Every test is an abstraction. A blood test measures iron outside the context of the human body, and apart from any molecular parts to which the iron was attached; an electrocardiogram records the heart’s electrical impulses without regard to its mass, bloodflow, or temperature. Similarly, we know from the outset that any measure of a bone’s mass isn’t going to take everything into account. In fact, the most commonly used and currently most reliable measure of its strength, bone mineral density, doesn’t consider the different ways in which bones are constructed in different individuals. Moreover, the test is designed and standardized only for women.
For many years osteoporosis has turned up as an incidental finding to a chest X-ray or an X-ray of a bone following a fall. The “ground glass” or lenslike appearance of a long bone such as the femur or humerus is often the tip-off. But the definitive test for osteoporosis is the dual-energy X-ray absorptiometry (DEXA) scan. This X-ray involves so little radiation that the radiology technicians administering it do not wear lead aprons, though they conduct the tests every day. Nevertheless, it is an extremely valuable guide to whether a patient has osteoporosis and whether efforts to counter its progression are effective.
What Is a DEXA Scan?
Osteoporosis, weakening of the bones, is not exactly uniform; some bones may be weaker than others. It is, however, largely a systemic process, affecting all the bones. Modern medical science has defined osteoporosis as a significantly abnormal finding in a specific examination, the DEXA scan. Bone mineral density is measured by determining the amount of energy that is absorbed as X-rays penetrate particular bones. This is proportional to the amount of calcium and other minerals that a particular cross-section of the bone contains: the more minerals, the more X-rays get absorbed. Most DEXA scans study the lumbar vertebral bodies, the iliac bone in the pelvis, and the femur, since those are the bones most commonly fractured.
The DEXA scan’s reading tells how much mineral material stands between the device emitting the X-rays and the collecting plate. Two factors affect the measurement: how densely packed the bone is, and its physical dimensions. A thinner but more closely packed bone might end up with the same reading as a physically larger but less dense one. The reading is only a measure of the quantity of mineral in the tissue X-rayed.
Of course, bone mineral density is not the only factor that determines how likely a person is to have a fracture. The length of one’s bones, whether they are well or poorly knit together, and how many internal cross-struts prop them up are all contributors, as are one’s balance, mental status, and customary walking surface.

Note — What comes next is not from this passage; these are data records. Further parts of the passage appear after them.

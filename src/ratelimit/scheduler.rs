//! Deferred callbacks hosted on an async runtime.

use std::fmt::Debug;
use std::time::Duration;

use tokio::runtime::Handle;
use tokio::time::{self, Instant, MissedTickBehavior};

use crate::error::{CooldownError, Result};

/// A one-shot callback.
pub type Callback = Box<dyn FnOnce() + Send + 'static>;

/// A repeating callback; returning `false` stops the repetition.
pub type Tick = Box<dyn FnMut() -> bool + Send + 'static>;

/// Capability to run callbacks later.
///
/// Scheduled callbacks cannot be cancelled individually.
pub trait Scheduler: Send + Sync + Debug {
    /// Run `callback` once after `delay`.
    fn schedule(&self, delay: Duration, callback: Callback);

    /// Run `tick` every `interval`, starting one interval from now.
    fn every(&self, interval: Duration, tick: Tick);
}

/// Scheduler spawning timer tasks on a Tokio runtime.
#[derive(Debug, Clone)]
pub struct TokioScheduler {
    handle: Handle,
}

impl TokioScheduler {
    pub fn new(handle: Handle) -> Self {
        Self { handle }
    }

    /// Capture the runtime the caller is running on.
    pub fn try_current() -> Result<Self> {
        Handle::try_current()
            .map(Self::new)
            .map_err(|e| CooldownError::Runtime(e.to_string()))
    }
}

impl Scheduler for TokioScheduler {
    fn schedule(&self, delay: Duration, callback: Callback) {
        let deadline = Instant::now() + delay;
        self.handle.spawn(async move {
            time::sleep_until(deadline).await;
            callback();
        });
    }

    fn every(&self, interval: Duration, mut tick: Tick) {
        // tokio intervals reject a zero period
        let interval = interval.max(Duration::from_millis(1));
        self.handle.spawn(async move {
            let mut ticker = time::interval_at(Instant::now() + interval, interval);
            ticker.set_missed_tick_behavior(MissedTickBehavior::Delay);
            loop {
                ticker.tick().await;
                if !tick() {
                    break;
                }
            }
        });
    }
}
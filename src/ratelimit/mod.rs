//! Admission control: bucket keys, admission windows, and limiters.

mod cache;
mod call_site;
mod check;
mod clock;
mod key;
mod limiter;
mod persistence;
mod policy;
mod registry;
mod scheduler;
mod strategy;
mod trigger;
mod window;

pub use cache::{LimiterCache, DEFAULT_CLEAN_INTERVAL};
pub use call_site::CallSite;
pub use check::{AdmissionCheck, AlwaysApply, AsyncFnCheck, FnCheck};
pub use clock::{Clock, SystemClock, MAX_CLOCK_LAG};
pub use key::{ArgValue, BucketKey, CallArgs};
pub use limiter::{Limiter, LimiterBuilder};
pub use persistence::{restore, snapshot, BucketState, LimiterState, STATE_VERSION};
pub use policy::{DailyResetTimes, ResetPolicy, TimeWindow};
pub use registry::{LimiterId, SharedRegistry};
pub use scheduler::{Callback, Scheduler, Tick, TokioScheduler};
pub use strategy::{BucketStrategy, KeyExtractor};
pub use trigger::TriggerLimiter;
pub use window::AdmissionWindow;
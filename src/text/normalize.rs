// src/text/normalize.rs

/// Canonical lookup form of a title: lower-cased, every character other than
/// `a-z`, `0-9` and whitespace replaced by a space, whitespace runs collapsed
/// to one space, ends trimmed.
///
/// Dataset titles and user hints both go through this before comparison, so
/// `"The Matrix!"` and `"the   matrix"` land on the same key.
pub fn normalize(title: &str) -> String {
    if title.is_empty() {
        return String::new();
    }

    let spaced: String = title
        .to_lowercase()
        .chars()
        .map(|c| {
            if c.is_ascii_lowercase() || c.is_ascii_digit() {
                c
            } else {
                ' '
            }
        })
        .collect();

    spaced.split_whitespace().collect::<Vec<_>>().join(" ")
}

But in spite of our ignorance about a bone’s inner construction, and even discounting personal and environmental factors, we know that the lower the bone mineral density on the DEXA scan, the higher the risk of fracture.24 In a one-year study of 197,848 postmenopausal American women of five ethnicities, a decrease of one standard deviation in BMD was matched by a 50 percent increased fracture risk in each ethnic group.25 But what is a standard deviation?
In order to understand the result of your DEXA scan, you’ll need to know a bit about statistics. Your measurement is going to be compared to that of others, specifically the “average” measurement of people at the peak of their bone strength, and people of your own age and height.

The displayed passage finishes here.